** Provided data **

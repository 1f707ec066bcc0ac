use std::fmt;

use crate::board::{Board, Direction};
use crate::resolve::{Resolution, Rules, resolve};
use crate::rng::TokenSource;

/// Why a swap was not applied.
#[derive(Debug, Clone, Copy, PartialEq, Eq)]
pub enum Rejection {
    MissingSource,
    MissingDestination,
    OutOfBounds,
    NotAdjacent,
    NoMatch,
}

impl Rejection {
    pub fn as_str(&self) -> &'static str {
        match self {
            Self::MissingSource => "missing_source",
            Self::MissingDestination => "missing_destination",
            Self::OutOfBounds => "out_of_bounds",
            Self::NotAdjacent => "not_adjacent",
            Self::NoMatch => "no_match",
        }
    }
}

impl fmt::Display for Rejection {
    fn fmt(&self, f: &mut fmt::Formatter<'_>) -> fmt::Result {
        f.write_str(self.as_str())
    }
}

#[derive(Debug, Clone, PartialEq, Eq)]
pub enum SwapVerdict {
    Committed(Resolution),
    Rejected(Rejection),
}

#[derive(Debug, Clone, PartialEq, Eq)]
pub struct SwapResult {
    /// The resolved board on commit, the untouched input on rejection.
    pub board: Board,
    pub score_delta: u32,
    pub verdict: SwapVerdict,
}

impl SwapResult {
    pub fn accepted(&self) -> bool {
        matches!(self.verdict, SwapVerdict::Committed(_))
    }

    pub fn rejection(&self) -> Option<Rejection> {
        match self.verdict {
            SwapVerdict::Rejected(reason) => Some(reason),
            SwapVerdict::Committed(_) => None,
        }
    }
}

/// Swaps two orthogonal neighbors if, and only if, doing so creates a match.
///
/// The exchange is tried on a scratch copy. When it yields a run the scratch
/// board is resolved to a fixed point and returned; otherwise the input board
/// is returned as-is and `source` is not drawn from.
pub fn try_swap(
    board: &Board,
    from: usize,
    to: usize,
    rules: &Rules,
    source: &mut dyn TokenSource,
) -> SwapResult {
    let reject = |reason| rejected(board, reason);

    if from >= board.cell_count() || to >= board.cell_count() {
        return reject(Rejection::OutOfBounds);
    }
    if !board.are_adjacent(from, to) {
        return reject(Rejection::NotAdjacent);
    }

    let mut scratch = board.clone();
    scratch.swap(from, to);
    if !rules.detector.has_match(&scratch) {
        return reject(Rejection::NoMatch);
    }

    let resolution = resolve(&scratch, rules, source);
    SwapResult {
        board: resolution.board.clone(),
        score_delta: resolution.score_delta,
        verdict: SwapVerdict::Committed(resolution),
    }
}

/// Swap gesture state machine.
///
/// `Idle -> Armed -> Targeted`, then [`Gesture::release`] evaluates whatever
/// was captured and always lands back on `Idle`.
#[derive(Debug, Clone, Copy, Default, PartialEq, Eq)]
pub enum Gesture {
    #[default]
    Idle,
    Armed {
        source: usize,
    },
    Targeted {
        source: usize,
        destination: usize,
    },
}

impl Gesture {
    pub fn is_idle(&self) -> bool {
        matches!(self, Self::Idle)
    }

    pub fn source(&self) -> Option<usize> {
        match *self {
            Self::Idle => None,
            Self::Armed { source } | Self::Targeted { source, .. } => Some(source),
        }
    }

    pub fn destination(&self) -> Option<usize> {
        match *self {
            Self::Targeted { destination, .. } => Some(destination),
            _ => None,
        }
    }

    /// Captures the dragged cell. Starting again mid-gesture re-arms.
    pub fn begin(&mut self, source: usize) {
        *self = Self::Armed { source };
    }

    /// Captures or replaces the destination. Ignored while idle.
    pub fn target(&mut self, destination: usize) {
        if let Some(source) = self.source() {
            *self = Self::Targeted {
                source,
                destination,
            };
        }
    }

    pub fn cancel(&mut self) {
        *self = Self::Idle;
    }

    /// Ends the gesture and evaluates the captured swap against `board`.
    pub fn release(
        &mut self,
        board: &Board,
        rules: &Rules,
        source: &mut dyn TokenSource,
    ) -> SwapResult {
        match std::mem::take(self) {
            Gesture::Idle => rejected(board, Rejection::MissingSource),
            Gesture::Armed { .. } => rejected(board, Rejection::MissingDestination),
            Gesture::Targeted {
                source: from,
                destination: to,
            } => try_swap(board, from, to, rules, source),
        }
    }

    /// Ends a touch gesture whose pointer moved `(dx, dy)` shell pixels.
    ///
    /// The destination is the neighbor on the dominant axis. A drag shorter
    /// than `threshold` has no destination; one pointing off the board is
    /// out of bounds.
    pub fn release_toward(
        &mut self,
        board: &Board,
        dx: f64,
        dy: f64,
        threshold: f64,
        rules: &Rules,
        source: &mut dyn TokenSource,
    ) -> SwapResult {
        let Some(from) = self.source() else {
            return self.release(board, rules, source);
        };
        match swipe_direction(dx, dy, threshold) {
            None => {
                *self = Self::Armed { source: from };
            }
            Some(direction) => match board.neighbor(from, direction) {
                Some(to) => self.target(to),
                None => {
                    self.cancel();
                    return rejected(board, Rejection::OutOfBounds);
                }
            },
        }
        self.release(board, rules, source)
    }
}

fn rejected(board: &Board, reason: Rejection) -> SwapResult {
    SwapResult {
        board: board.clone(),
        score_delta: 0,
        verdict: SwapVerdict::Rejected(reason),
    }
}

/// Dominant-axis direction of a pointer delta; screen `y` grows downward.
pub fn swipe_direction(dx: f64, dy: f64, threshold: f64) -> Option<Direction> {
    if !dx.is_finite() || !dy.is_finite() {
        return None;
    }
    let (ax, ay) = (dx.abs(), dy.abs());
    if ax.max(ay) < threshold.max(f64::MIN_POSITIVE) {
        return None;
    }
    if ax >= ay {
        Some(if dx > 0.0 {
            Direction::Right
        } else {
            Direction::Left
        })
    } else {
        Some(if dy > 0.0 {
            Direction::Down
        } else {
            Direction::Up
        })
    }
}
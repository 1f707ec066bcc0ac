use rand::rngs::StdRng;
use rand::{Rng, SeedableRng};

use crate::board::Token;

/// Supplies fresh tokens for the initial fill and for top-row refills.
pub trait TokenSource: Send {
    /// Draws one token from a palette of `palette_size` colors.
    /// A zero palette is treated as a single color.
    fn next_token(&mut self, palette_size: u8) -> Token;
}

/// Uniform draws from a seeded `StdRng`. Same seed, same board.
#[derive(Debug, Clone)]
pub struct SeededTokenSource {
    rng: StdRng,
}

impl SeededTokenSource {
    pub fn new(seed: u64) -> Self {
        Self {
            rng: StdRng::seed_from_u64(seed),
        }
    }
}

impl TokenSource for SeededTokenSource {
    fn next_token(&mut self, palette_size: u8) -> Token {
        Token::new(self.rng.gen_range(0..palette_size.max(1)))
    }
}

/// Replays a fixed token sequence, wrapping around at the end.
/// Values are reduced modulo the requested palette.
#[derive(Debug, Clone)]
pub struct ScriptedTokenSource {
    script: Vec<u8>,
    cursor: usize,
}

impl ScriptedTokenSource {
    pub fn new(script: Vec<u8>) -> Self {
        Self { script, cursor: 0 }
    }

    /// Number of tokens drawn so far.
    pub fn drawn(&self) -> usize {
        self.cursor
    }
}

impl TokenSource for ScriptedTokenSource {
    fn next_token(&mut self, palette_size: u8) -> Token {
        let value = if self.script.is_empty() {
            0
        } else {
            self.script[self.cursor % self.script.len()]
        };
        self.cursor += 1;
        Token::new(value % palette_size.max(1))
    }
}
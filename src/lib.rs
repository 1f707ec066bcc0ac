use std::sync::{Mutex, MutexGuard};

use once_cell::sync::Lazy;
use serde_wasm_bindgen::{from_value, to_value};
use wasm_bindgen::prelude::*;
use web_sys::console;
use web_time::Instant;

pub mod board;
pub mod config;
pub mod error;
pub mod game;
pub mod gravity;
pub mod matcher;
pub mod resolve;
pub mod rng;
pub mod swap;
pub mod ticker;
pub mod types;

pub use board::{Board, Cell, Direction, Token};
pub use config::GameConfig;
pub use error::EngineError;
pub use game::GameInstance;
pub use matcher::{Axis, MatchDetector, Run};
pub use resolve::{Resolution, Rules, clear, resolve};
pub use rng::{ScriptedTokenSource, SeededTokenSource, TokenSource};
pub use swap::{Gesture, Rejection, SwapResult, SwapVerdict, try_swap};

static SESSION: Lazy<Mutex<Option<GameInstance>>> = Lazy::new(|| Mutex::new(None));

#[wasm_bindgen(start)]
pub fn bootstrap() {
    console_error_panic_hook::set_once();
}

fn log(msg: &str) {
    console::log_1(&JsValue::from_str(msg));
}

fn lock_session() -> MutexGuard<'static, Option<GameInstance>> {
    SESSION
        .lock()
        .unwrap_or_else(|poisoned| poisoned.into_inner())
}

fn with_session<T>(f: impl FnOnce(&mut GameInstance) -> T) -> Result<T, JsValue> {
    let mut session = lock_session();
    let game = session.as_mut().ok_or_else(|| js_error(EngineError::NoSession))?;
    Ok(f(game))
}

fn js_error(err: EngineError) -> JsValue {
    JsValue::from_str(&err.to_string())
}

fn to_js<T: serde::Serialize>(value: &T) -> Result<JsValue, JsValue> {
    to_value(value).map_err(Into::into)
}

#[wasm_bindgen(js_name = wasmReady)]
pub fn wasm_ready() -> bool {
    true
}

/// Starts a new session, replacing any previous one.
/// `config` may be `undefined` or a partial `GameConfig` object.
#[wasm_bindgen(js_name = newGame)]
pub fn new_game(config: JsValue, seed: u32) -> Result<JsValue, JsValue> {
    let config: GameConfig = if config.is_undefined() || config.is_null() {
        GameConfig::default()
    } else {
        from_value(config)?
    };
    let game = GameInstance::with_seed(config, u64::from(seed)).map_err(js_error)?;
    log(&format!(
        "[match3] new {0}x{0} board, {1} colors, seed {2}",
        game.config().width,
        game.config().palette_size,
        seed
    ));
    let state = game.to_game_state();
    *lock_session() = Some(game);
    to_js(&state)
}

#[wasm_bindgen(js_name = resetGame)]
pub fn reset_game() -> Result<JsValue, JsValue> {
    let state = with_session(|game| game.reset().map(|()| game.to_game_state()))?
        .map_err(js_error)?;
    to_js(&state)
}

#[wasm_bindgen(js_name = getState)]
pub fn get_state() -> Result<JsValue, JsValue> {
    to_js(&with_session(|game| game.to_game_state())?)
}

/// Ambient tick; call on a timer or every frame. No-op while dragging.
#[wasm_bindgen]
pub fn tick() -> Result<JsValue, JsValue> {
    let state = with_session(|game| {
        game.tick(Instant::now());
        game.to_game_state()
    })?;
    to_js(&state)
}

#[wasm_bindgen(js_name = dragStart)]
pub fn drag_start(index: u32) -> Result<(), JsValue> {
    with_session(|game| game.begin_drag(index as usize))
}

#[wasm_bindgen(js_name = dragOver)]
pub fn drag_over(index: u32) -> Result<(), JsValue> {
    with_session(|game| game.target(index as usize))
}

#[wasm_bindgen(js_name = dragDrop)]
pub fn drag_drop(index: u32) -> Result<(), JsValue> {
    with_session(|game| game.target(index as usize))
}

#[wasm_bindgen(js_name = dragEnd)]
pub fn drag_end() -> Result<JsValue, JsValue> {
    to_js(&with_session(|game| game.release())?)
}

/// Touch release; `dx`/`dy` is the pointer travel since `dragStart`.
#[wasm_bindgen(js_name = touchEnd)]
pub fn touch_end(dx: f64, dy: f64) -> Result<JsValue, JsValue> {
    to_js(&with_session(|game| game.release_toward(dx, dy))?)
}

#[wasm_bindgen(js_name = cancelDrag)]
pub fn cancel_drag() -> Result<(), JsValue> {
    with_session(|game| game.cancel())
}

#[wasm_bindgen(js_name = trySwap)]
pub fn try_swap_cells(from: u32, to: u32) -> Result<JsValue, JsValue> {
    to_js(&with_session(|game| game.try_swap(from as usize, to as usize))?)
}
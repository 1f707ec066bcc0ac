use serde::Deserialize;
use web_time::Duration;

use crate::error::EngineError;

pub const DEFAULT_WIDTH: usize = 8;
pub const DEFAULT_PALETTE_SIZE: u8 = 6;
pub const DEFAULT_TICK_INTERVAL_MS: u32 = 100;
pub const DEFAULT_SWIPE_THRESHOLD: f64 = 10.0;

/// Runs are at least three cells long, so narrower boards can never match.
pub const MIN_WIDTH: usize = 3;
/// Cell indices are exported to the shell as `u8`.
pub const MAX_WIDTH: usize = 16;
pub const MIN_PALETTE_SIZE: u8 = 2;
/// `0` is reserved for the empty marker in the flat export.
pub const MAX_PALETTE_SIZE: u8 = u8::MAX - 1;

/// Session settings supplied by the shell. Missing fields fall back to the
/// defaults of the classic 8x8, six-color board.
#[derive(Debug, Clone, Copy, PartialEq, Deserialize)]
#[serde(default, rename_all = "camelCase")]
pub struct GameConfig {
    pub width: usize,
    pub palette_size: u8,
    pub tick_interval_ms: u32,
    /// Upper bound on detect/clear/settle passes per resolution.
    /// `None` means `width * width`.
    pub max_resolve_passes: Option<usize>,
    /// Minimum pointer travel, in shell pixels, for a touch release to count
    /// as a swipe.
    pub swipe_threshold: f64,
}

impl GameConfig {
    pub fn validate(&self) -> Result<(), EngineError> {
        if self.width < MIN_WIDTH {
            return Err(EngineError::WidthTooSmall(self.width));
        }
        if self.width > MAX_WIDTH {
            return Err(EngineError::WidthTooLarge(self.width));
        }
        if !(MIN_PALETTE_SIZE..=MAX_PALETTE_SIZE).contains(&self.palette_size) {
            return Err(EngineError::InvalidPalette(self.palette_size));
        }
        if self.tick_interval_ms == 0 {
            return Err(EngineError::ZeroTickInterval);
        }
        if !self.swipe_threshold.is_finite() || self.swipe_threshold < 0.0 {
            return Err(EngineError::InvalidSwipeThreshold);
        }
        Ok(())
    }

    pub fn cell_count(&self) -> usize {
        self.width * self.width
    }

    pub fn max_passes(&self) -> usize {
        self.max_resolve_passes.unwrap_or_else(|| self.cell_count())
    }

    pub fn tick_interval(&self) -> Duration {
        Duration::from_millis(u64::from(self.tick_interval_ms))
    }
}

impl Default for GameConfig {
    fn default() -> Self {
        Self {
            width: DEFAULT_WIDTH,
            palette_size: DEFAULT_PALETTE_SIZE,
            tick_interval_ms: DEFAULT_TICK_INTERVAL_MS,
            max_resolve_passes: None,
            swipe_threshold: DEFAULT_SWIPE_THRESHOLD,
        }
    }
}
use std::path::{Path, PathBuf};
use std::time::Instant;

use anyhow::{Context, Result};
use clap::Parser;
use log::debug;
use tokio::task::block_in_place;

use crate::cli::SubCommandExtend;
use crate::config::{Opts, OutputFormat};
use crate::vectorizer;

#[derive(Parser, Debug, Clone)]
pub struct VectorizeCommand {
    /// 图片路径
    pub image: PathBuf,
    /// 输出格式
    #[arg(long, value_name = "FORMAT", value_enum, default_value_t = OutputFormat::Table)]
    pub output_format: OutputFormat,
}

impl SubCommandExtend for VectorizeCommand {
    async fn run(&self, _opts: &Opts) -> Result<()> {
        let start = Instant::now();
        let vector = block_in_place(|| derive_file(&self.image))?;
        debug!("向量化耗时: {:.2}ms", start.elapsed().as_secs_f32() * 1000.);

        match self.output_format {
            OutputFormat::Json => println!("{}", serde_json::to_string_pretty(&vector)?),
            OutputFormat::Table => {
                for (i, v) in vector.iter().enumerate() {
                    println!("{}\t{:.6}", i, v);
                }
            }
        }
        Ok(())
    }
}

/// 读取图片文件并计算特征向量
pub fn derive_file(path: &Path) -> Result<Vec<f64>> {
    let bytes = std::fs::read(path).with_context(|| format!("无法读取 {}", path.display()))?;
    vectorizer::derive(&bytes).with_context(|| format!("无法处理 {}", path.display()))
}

** Directions for this task **
Looking at the listing above, which lines hold "vectorizer"? Copy every such line.

** Exercise response **
use crate::vectorizer;
    vectorizer::derive(&bytes).with_context(|| format!("无法处理 {}", path.display()))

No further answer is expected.